C@LAg said:
BadMoonRisin said:
C@LAg said:
BadMoonRisin said:
If the main takeaway from this disease might be that employers need to make more of an effort for their employees to be enabled to work from home as a result, that's a pretty interesting net-gain -- from several perspectives.
Less petroleum consumed commuting, less overall pollution, less "green house gasses", less traffic, less congestion on over-stressed by-ways. More freedom for workers.
That's a net benefit. And something that might help mitigate the impact from the economic shocks that will be clear in the next 13-26 weeks. GDP will certainly be negative in the next two quarters....
less need to hire people locally, when you can pay less if they are overseas or places where cost of living (and salaries) are cheaper.
True, but what you are describing already exists...fact of the matter is that there are certain business functions that, while some are outsourced, are not trusted to be as accurate and trusted as those that are domestically sourced, in my own opinion.
i am talking outsourcing to other regions. Why pay Seattle level salaries for remote work when I can pay a damn good Kentucky salary and not have to pay seattle wages, Seattle B&O and headcount taxes, or spend money on Seattle office space.
Gotcha. You are correct. This is happening currently where I work and I presume will continue to happen throughout all non-required locale "industry" over the next 10 years. Proximity-to-location will continue to lose premium wages as infrastructure extends out and people can essentially do the same job from anywhere in the world.
Who knows the unintended consequences of this migration -- on the surface and at a glance, it would seem this would ease housing demand in urban areas. Seattle/Austin/Silicon Valley/San Fran being a few of many of such locales.

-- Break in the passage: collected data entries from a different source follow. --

// SPDX-License-Identifier: LGPL-2.1-or-later
// Copyright (C) 2025 Distlock Contributors
//
// This file is part of distlock.
//
// distlock is free software: you can redistribute it and/or modify
// it under the terms of the GNU Lesser General Public License as published by
// the Free Software Foundation, either version 2.1 of the License, or
// (at your option) any later version.
//
// distlock is distributed in the hope that it will be useful,
// but WITHOUT ANY WARRANTY; without even the implied warranty of
// MERCHANTABILITY or FITNESS FOR A PARTICULAR PURPOSE. See the
// GNU Lesser General Public License for more details.
//
// You should have received a copy of the GNU Lesser General Public License
// along with distlock. If not, see <https://www.gnu.org/licenses/>.

//! ZooKeeper-based lock store.
//!
//! ## Purpose
//! One ephemeral node per resource at the chroot root, node data = fencing
//! token. `NODEEXISTS` on create is the conflict signal; the server reaps
//! the node when the creating session dies, so holds are session-lifetime
//! rather than TTL-based and `put_off_expiration` has nothing to do.
//!
//! Resources containing `/` are flattened (`/` becomes `-`) with a SHA-1
//! suffix of the original, keeping every lock a direct child of the root.
//!
//! Keys touched by this store are marked non-serializable: the hold is tied
//! to this process's session and cannot migrate.

use async_trait::async_trait;
use sha1::{Digest, Sha1};
use tracing::instrument;

use crate::error::{LockError, LockResult};
use crate::key::Key;
use crate::store::{Capabilities, LockStore};

const IDENTITY: &str = "zookeeper";

/// ZooKeeper lock store.
pub struct ZooKeeperStore {
    client: zookeeper_client::Client,
}

impl ZooKeeperStore {
    /// Connects to `dsn`.
    ///
    /// Accepted forms: `zookeeper://host1,host2:2181/chroot`,
    /// `zk://host:2181`, or a bare cluster string.
    #[instrument(skip(dsn))]
    pub async fn new(dsn: &str) -> LockResult<Self> {
        let cluster = match dsn.split_once("://") {
            Some(("zookeeper" | "zk", rest)) => rest,
            Some(_) => {
                return Err(LockError::InvalidArgument(format!(
                    "unsupported ZooKeeper DSN scheme: {dsn}"
                )));
            }
            None => dsn,
        };
        if cluster.is_empty() {
            return Err(LockError::InvalidArgument(
                "empty ZooKeeper cluster string".to_string(),
            ));
        }
        let client = zookeeper_client::Client::connect(cluster)
            .await
            .map_err(|err| LockError::Storage(format!("failed to connect ZooKeeper: {err}")))?;
        Ok(Self::from_client(client))
    }

    /// Wraps an already-established session.
    pub fn from_client(client: zookeeper_client::Client) -> Self {
        Self { client }
    }
}

/// Node path for a resource, flattened to live directly under the root.
fn node_path(resource: &str) -> String {
    if !resource.contains('/') {
        return format!("/{resource}");
    }
    let flat = resource.replace('/', "-");
    let flat = flat.trim_matches('-');
    let digest = Sha1::digest(resource.as_bytes());
    let mut suffix = String::with_capacity(40);
    for byte in digest {
        suffix.push_str(&format!("{byte:02x}"));
    }
    format!("/{flat}-{suffix}")
}

#[async_trait]
impl LockStore for ZooKeeperStore {
    fn identity(&self) -> &'static str {
        IDENTITY
    }

    fn capabilities(&self) -> Capabilities {
        Capabilities::PERSISTING
    }

    async fn save(&self, key: &mut Key) -> LockResult<()> {
        key.mark_unserializable();
        let token = key.unique_token(IDENTITY);
        let path = node_path(key.resource());
        let options =
            zookeeper_client::CreateMode::Ephemeral.with_acls(zookeeper_client::Acls::anyone_all());
        match self
            .client
            .create(&path, token.as_bytes(), &options)
            .await
        {
            Ok(_) => Ok(()),
            Err(zookeeper_client::Error::NodeExists) => {
                // idempotent when the node is our own
                if self.exists(key).await? {
                    Ok(())
                } else {
                    Err(LockError::Conflicted(key.resource().to_string()))
                }
            }
            Err(err) => Err(err.into()),
        }
    }

    async fn put_off_expiration(&self, key: &mut Key, _ttl: std::time::Duration) -> LockResult<()> {
        // holds live and die with the session, there is no deadline to move
        let _ = key;
        Ok(())
    }

    async fn delete(&self, key: &mut Key) -> LockResult<()> {
        if !self.exists(key).await? {
            // not ours (or already gone): leave the current holder alone
            return Ok(());
        }
        let path = node_path(key.resource());
        match self.client.delete(&path, None).await {
            Ok(()) | Err(zookeeper_client::Error::NoNode) => Ok(()),
            Err(err) => Err(err.into()),
        }
    }

    async fn exists(&self, key: &Key) -> LockResult<bool> {
        let Some(token) = key.token(IDENTITY) else {
            return Ok(false);
        };
        let path = node_path(key.resource());
        match self.client.get_data(&path).await {
            Ok((data, _stat)) => Ok(data == token.as_bytes()),
            Err(zookeeper_client::Error::NoNode) => Ok(false),
            Err(err) => Err(err.into()),
        }
    }
}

For years employers have been reluctant to adopt Work-From-Home policies because they believe their workforce would be significantly less-productive as a by-product -- if this unexpected quarantine still proves that the "trains will run on time" it will be interesting to pay attention to what happens to their hiring efforts.
I predict that the trend will be to hire still-qualified individuals, similarly educated, from other areas as a source of talent that will reduce payrolls, but do so domestically...
Basically, we will be "outsourcing" our labor to other areas of America with lower cost of living....you dont need to look to India, Singapore, Panama, Indonesia, as sources for lower-cost talent.
This has the potential to be a good thing.